> WHAT YOU NEED TO DO
Once you have read the records below, restate them word for word.

##### EXTRACTED DATA

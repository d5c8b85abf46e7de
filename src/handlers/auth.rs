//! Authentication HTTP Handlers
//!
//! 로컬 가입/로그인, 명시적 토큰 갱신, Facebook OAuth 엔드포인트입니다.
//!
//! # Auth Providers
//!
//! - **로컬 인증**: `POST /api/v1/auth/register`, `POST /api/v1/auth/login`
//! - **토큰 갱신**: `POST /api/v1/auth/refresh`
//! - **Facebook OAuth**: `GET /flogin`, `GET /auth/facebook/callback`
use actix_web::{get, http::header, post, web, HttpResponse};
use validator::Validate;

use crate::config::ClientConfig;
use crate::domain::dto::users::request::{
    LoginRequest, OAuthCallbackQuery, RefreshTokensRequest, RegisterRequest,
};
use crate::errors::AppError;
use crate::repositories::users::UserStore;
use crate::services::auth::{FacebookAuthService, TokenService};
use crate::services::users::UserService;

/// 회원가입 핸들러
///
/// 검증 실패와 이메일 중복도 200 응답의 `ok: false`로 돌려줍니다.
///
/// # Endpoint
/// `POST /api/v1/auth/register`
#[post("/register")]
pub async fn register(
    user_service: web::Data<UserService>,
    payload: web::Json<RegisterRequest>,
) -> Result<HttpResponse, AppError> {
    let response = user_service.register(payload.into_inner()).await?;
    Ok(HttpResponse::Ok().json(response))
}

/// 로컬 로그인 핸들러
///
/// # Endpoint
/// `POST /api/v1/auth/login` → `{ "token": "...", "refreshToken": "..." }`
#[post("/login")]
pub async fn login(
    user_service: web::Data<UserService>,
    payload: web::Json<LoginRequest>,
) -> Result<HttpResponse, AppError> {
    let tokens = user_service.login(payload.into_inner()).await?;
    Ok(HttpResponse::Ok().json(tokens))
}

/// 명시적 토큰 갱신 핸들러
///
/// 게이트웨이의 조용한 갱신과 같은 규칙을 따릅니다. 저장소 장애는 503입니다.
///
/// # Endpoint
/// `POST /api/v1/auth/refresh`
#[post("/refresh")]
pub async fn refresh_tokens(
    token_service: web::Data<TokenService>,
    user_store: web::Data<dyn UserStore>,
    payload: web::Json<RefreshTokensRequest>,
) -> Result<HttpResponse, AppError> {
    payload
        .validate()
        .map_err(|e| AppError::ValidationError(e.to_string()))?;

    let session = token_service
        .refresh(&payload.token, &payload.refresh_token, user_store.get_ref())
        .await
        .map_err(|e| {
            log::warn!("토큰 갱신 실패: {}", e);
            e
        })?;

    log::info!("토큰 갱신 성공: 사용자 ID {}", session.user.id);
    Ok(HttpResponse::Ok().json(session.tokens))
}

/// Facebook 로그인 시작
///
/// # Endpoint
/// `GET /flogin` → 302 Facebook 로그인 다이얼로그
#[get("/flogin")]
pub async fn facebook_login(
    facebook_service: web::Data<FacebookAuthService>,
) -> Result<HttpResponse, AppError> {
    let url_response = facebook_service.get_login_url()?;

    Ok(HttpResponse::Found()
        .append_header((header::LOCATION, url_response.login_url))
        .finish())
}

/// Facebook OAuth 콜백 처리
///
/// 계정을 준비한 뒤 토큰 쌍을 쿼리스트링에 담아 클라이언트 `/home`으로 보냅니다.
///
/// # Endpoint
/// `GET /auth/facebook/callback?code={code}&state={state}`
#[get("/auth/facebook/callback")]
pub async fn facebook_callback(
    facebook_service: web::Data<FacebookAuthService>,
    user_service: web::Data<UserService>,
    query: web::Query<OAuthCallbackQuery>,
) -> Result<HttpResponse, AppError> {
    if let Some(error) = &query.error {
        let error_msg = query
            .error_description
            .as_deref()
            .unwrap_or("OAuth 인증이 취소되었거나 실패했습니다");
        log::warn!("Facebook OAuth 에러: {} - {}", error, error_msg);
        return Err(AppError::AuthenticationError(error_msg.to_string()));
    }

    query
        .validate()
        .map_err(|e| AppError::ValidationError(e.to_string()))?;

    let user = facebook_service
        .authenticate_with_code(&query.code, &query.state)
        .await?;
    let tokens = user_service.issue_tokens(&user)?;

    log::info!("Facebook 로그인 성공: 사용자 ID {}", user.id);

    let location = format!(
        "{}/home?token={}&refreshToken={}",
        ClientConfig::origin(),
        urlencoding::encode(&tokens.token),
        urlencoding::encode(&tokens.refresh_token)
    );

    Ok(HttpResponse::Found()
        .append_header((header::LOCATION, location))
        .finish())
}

##########

> SOLUTION BELOW
repository d5c8b85abf46e7de
filename src/handlers/auth.rs
//! Authentication HTTP Handlers
//!
//! 로컬 가입/로그인, 명시적 토큰 갱신, Facebook OAuth 엔드포인트입니다.
//!
//! # Auth Providers
//!
//! - **로컬 인증**: `POST /api/v1/auth/register`, `POST /api/v1/auth/login`
//! - **토큰 갱신**: `POST /api/v1/auth/refresh`
//! - **Facebook OAuth**: `GET /flogin`, `GET /auth/facebook/callback`
use actix_web::{get, http::header, post, web, HttpResponse};
use validator::Validate;

use crate::config::ClientConfig;
use crate::domain::dto::users::request::{
    LoginRequest, OAuthCallbackQuery, RefreshTokensRequest, RegisterRequest,
};
use crate::errors::AppError;
use crate::repositories::users::UserStore;
use crate::services::auth::{FacebookAuthService, TokenService};
use crate::services::users::UserService;

/// 회원가입 핸들러
///
/// 검증 실패와 이메일 중복도 200 응답의 `ok: false`로 돌려줍니다.
///
/// # Endpoint
/// `POST /api/v1/auth/register`
#[post("/register")]
pub async fn register(
    user_service: web::Data<UserService>,
    payload: web::Json<RegisterRequest>,
) -> Result<HttpResponse, AppError> {
    let response = user_service.register(payload.into_inner()).await?;
    Ok(HttpResponse::Ok().json(response))
}

/// 로컬 로그인 핸들러
///
/// # Endpoint
/// `POST /api/v1/auth/login` → `{ "token": "...", "refreshToken": "..." }`
#[post("/login")]
pub async fn login(
    user_service: web::Data<UserService>,
    payload: web::Json<LoginRequest>,
) -> Result<HttpResponse, AppError> {
    let tokens = user_service.login(payload.into_inner()).await?;
    Ok(HttpResponse::Ok().json(tokens))
}

/// 명시적 토큰 갱신 핸들러
///
/// 게이트웨이의 조용한 갱신과 같은 규칙을 따릅니다. 저장소 장애는 503입니다.
///
/// # Endpoint
/// `POST /api/v1/auth/refresh`
#[post("/refresh")]
pub async fn refresh_tokens(
    token_service: web::Data<TokenService>,
    user_store: web::Data<dyn UserStore>,
    payload: web::Json<RefreshTokensRequest>,
) -> Result<HttpResponse, AppError> {
    payload
        .validate()
        .map_err(|e| AppError::ValidationError(e.to_string()))?;

    let session = token_service
        .refresh(&payload.token, &payload.refresh_token, user_store.get_ref())
        .await
        .map_err(|e| {
            log::warn!("토큰 갱신 실패: {}", e);
            e
        })?;

    log::info!("토큰 갱신 성공: 사용자 ID {}", session.user.id);
    Ok(HttpResponse::Ok().json(session.tokens))
}

/// Facebook 로그인 시작
///
/// # Endpoint
/// `GET /flogin` → 302 Facebook 로그인 다이얼로그
#[get("/flogin")]
pub async fn facebook_login(
    facebook_service: web::Data<FacebookAuthService>,
) -> Result<HttpResponse, AppError> {
    let url_response = facebook_service.get_login_url()?;

    Ok(HttpResponse::Found()
        .append_header((header::LOCATION, url_response.login_url))
        .finish())
}

/// Facebook OAuth 콜백 처리
///
/// 계정을 준비한 뒤 토큰 쌍을 쿼리스트링에 담아 클라이언트 `/home`으로 보냅니다.
///
/// # Endpoint
/// `GET /auth/facebook/callback?code={code}&state={state}`
#[get("/auth/facebook/callback")]
pub async fn facebook_callback(
    facebook_service: web::Data<FacebookAuthService>,
    user_service: web::Data<UserService>,
    query: web::Query<OAuthCallbackQuery>,
) -> Result<HttpResponse, AppError> {
    if let Some(error) = &query.error {
        let error_msg = query
            .error_description
            .as_deref()
            .unwrap_or("OAuth 인증이 취소되었거나 실패했습니다");
        log::warn!("Facebook OAuth 에러: {} - {}", error, error_msg);
        return Err(AppError::AuthenticationError(error_msg.to_string()));
    }

    query
        .validate()
        .map_err(|e| AppError::ValidationError(e.to_string()))?;

    let user = facebook_service
        .authenticate_with_code(&query.code, &query.state)
        .await?;
    let tokens = user_service.issue_tokens(&user)?;

    log::info!("Facebook 로그인 성공: 사용자 ID {}", user.id);

    let location = format!(
        "{}/home?token={}&refreshToken={}",
        ClientConfig::origin(),
        urlencoding::encode(&tokens.token),
        urlencoding::encode(&tokens.refresh_token)
    );

    Ok(HttpResponse::Found()
        .append_header((header::LOCATION, location))
        .finish())
}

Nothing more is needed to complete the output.